Exercise brief ▸ In the records below, which lines include "async"? Copy them.

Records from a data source
[Start of Attachment]

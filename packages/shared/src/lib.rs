//! Utilities shared by the chat room server and the CLI client.

pub mod logger;
pub mod time;
//! Entities of a chat room.

use super::value_object::{MessageId, ProjectId, SessionId, Timestamp, UserId};

/// Number of messages returned by the history read path
pub const DEFAULT_HISTORY_LIMIT: u32 = 50;

/// A message that has been accepted by the room but not yet stored.
#[derive(Debug, Clone, PartialEq, Eq)]
pub struct NewChatMessage {
    pub project_id: ProjectId,
    pub user_id: UserId,
    /// Display name snapshot taken at send time
    pub sender_name: String,
    pub content: String,
    pub reply_to_id: Option<MessageId>,
    pub reply_to_content: Option<String>,
    pub reply_to_sender: Option<String>,
    pub created_at: Timestamp,
}

impl NewChatMessage {
    /// Attach the id assigned by the store.
    pub fn with_id(self, id: MessageId) -> ChatMessage {
        ChatMessage {
            id,
            project_id: self.project_id,
            user_id: self.user_id,
            sender_name: self.sender_name,
            content: self.content,
            reply_to_id: self.reply_to_id,
            reply_to_content: self.reply_to_content,
            reply_to_sender: self.reply_to_sender,
            created_at: self.created_at,
        }
    }
}

/// A stored message. Only `content` changes after insert.
#[derive(Debug, Clone, PartialEq, Eq)]
pub struct ChatMessage {
    pub id: MessageId,
    pub project_id: ProjectId,
    pub user_id: UserId,
    pub sender_name: String,
    pub content: String,
    pub reply_to_id: Option<MessageId>,
    pub reply_to_content: Option<String>,
    pub reply_to_sender: Option<String>,
    pub created_at: Timestamp,
}

/// Record that `user_id` has seen `message_id`.
///
/// `message_id` is not checked against the messages table.
#[derive(Debug, Clone, PartialEq, Eq)]
pub struct ReadReceipt {
    pub message_id: MessageId,
    pub user_id: UserId,
    pub user_name: String,
    pub read_at: Timestamp,
}

/// History entry: a message and everyone who has read it.
#[derive(Debug, Clone, PartialEq, Eq)]
pub struct MessageWithReads {
    pub message: ChatMessage,
    pub read_by: Vec<ReadReceipt>,
}

/// Authenticated user handed over by the host application's auth layer
#[derive(Debug, Clone, PartialEq, Eq)]
pub struct Identity {
    pub id: UserId,
    pub username: String,
}

/// One live connection registered with a room
#[derive(Debug, Clone, PartialEq, Eq)]
pub struct Session {
    pub id: SessionId,
    /// `None` for anonymous connections
    pub identity: Option<Identity>,
}

impl Session {
    pub fn new(identity: Option<Identity>) -> Self {
        Self {
            id: SessionId::generate(),
            identity,
        }
    }

    /// Whether frames claiming to come from `user_id` may be accepted on this
    /// session. Anonymous sessions may speak for anyone.
    pub fn may_act_as(&self, user_id: &UserId) -> bool {
        match &self.identity {
            Some(identity) => &identity.id == user_id,
            None => true,
        }
    }

    /// Whether this session is bound to `user_id`.
    pub fn is_user(&self, user_id: &UserId) -> bool {
        self.identity
            .as_ref()
            .is_some_and(|identity| &identity.id == user_id)
    }
}

/// Lifecycle state of a room, derived from the number of open sessions
#[derive(Debug, Clone, Copy, PartialEq, Eq)]
pub enum RoomState {
    /// Constructed, schema initialized, no sessions
    Idle,
    /// At least one open session
    Active,
}

impl RoomState {
    pub fn from_session_count(count: usize) -> Self {
        if count == 0 {
            RoomState::Idle
        } else {
            RoomState::Active
        }
    }
}
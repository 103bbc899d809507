//! UseCase: 未読数取得処理

use std::sync::Arc;

use crate::domain::{MessageStore, StoreError, UserId};

pub struct GetUnreadCountUseCase {
    store: Arc<dyn MessageStore>,
}

impl GetUnreadCountUseCase {
    pub fn new(store: Arc<dyn MessageStore>) -> Self {
        Self { store }
    }

    pub async fn execute(&self, user_id: &UserId) -> Result<i64, StoreError> {
        self.store.get_unread_count(user_id).await
    }
}
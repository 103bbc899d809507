//! WebSocket connection handler.

use std::{sync::Arc, time::Duration};

use axum::{
    body::Bytes,
    extract::{
        State,
        ws::{Message, WebSocket, WebSocketUpgrade, rejection::WebSocketUpgradeRejection},
    },
    http::{HeaderMap, StatusCode},
    response::{IntoResponse, Response},
};
use futures_util::{sink::SinkExt, stream::StreamExt};
use tokio::{
    sync::mpsc,
    time::{Instant, Interval, MissedTickBehavior},
};

use crate::{
    config::SessionLimits,
    domain::{Identity, Session, SessionId, UserId},
    ui::{room::RoomHandle, state::RoomContext},
};

/// Header carrying the authenticated user id set by the host's auth layer
pub const USER_ID_HEADER: &str = "x-user-id";
/// Header carrying the authenticated user's display name
pub const USER_NAME_HEADER: &str = "x-user-name";

/// Reads the identity forwarded by the auth layer.
///
/// Returns `Ok(None)` for anonymous requests and `Err` when the id header is
/// present but not a valid user id.
fn identity_from_headers(headers: &HeaderMap) -> Result<Option<Identity>, String> {
    let Some(raw_id) = headers.get(USER_ID_HEADER) else {
        return Ok(None);
    };
    let raw_id = raw_id.to_str().map_err(|e| e.to_string())?;
    let id = raw_id.parse::<UserId>().map_err(|e| e.to_string())?;
    let username = headers
        .get(USER_NAME_HEADER)
        .and_then(|value| value.to_str().ok())
        .map(str::to_string)
        .unwrap_or_else(|| id.to_string());

    Ok(Some(Identity { id, username }))
}

pub async fn websocket_handler(
    State(state): State<Arc<RoomContext>>,
    headers: HeaderMap,
    ws: Result<WebSocketUpgrade, WebSocketUpgradeRejection>,
) -> Response {
    let ws = match ws {
        Ok(ws) => ws,
        Err(rejection) => {
            tracing::debug!("Rejected non-upgrade chat request: {}", rejection);
            return (StatusCode::UPGRADE_REQUIRED, "Expected Upgrade: websocket").into_response();
        }
    };

    let identity = match identity_from_headers(&headers) {
        Ok(identity) => identity,
        Err(e) => {
            tracing::warn!("Invalid {} header: {}", USER_ID_HEADER, e);
            return StatusCode::BAD_REQUEST.into_response();
        }
    };

    // The session is registered before the 101 response goes out
    let session = Session::new(identity);
    let session_id = session.id;
    let rx = match state.room.join(session).await {
        Ok(rx) => rx,
        Err(e) => {
            tracing::warn!(
                "Room {} refused session {}: {}",
                state.room.project_id(),
                session_id,
                e
            );
            return StatusCode::SERVICE_UNAVAILABLE.into_response();
        }
    };

    let room = state.room.clone();
    let room_on_failure = state.room.clone();
    let limits = state.limits;

    ws.max_message_size(limits.transport_limit())
        .on_failed_upgrade(move |e| {
            tracing::warn!("WebSocket upgrade for session {} failed: {}", session_id, e);
            tokio::spawn(async move {
                let _ = room_on_failure.leave(session_id).await;
            });
        })
        .on_upgrade(move |socket| handle_socket(socket, room, session_id, rx, limits))
}

/// Spawns a task that receives messages from the rx channel and pushes them to the WebSocket sender.
///
/// Between messages it pings the client every `ping_interval`. The task ends
/// when the room drops the session's queue or the socket stops accepting
/// writes.
fn pusher_loop(
    mut rx: mpsc::Receiver<String>,
    mut sender: futures_util::stream::SplitSink<WebSocket, Message>,
    ping_interval: Option<Duration>,
) -> tokio::task::JoinHandle<()> {
    tokio::spawn(async move {
        let mut pings = ping_interval.map(|period| {
            let mut interval = tokio::time::interval_at(Instant::now() + period, period);
            interval.set_missed_tick_behavior(MissedTickBehavior::Delay);
            interval
        });

        loop {
            let outgoing = tokio::select! {
                msg = rx.recv() => match msg {
                    Some(msg) => Message::Text(msg.into()),
                    None => break,
                },
                _ = next_ping(&mut pings) => Message::Ping(Bytes::new()),
            };
            if sender.send(outgoing).await.is_err() {
                break;
            }
        }
    })
}

async fn next_ping(pings: &mut Option<Interval>) {
    match pings {
        Some(interval) => {
            interval.tick().await;
        }
        None => std::future::pending::<()>().await,
    }
}

async fn handle_socket(
    socket: WebSocket,
    room: RoomHandle,
    session_id: SessionId,
    rx: mpsc::Receiver<String>,
    limits: SessionLimits,
) {
    let (sender, mut receiver) = socket.split();
    let idle_timeout = limits.idle_timeout;
    let room_for_frames = room.clone();

    // Spawn a task to forward this client's frames to the room
    let mut recv_task = tokio::spawn(async move {
        loop {
            let next = match idle_timeout {
                Some(limit) => match tokio::time::timeout(limit, receiver.next()).await {
                    Ok(next) => next,
                    Err(_) => {
                        tracing::info!("Session {} idle for {:?}, closing", session_id, limit);
                        break;
                    }
                },
                None => receiver.next().await,
            };

            let msg = match next {
                Some(Ok(msg)) => msg,
                Some(Err(e)) => {
                    tracing::warn!("WebSocket error on session {}: {}", session_id, e);
                    break;
                }
                None => break,
            };

            match msg {
                Message::Text(text) if text.len() > limits.max_frame_bytes => {
                    tracing::warn!(
                        "Dropped {} byte frame from session {} (limit {})",
                        text.len(),
                        session_id,
                        limits.max_frame_bytes
                    );
                }
                Message::Text(text) => {
                    tracing::debug!("Received frame from {}: {}", session_id, text);
                    if room_for_frames
                        .submit_frame(session_id, text.to_string())
                        .await
                        .is_err()
                    {
                        break;
                    }
                }
                Message::Binary(_) => {
                    tracing::warn!("Dropped binary frame from session {}", session_id);
                }
                Message::Close(_) => {
                    tracing::debug!("Session {} requested close", session_id);
                    break;
                }
                _ => {}
            }
        }
    });

    let mut send_task = pusher_loop(rx, sender, limits.ping_interval());

    // If any one of the tasks completes, abort the other
    tokio::select! {
        _ = &mut recv_task => send_task.abort(),
        _ = &mut send_task => recv_task.abort(),
    };

    if let Err(e) = room.leave(session_id).await {
        tracing::warn!("Failed to unregister session {}: {}", session_id, e);
    }
}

[End of Attachment]

Reply to the exercise ▸
    pub async fn execute(&self, user_id: &UserId) -> Result<i64, StoreError> {
pub async fn websocket_handler(
            tokio::spawn(async move {
    tokio::spawn(async move {
async fn next_ping(pings: &mut Option<Interval>) {
async fn handle_socket(
    let mut recv_task = tokio::spawn(async move {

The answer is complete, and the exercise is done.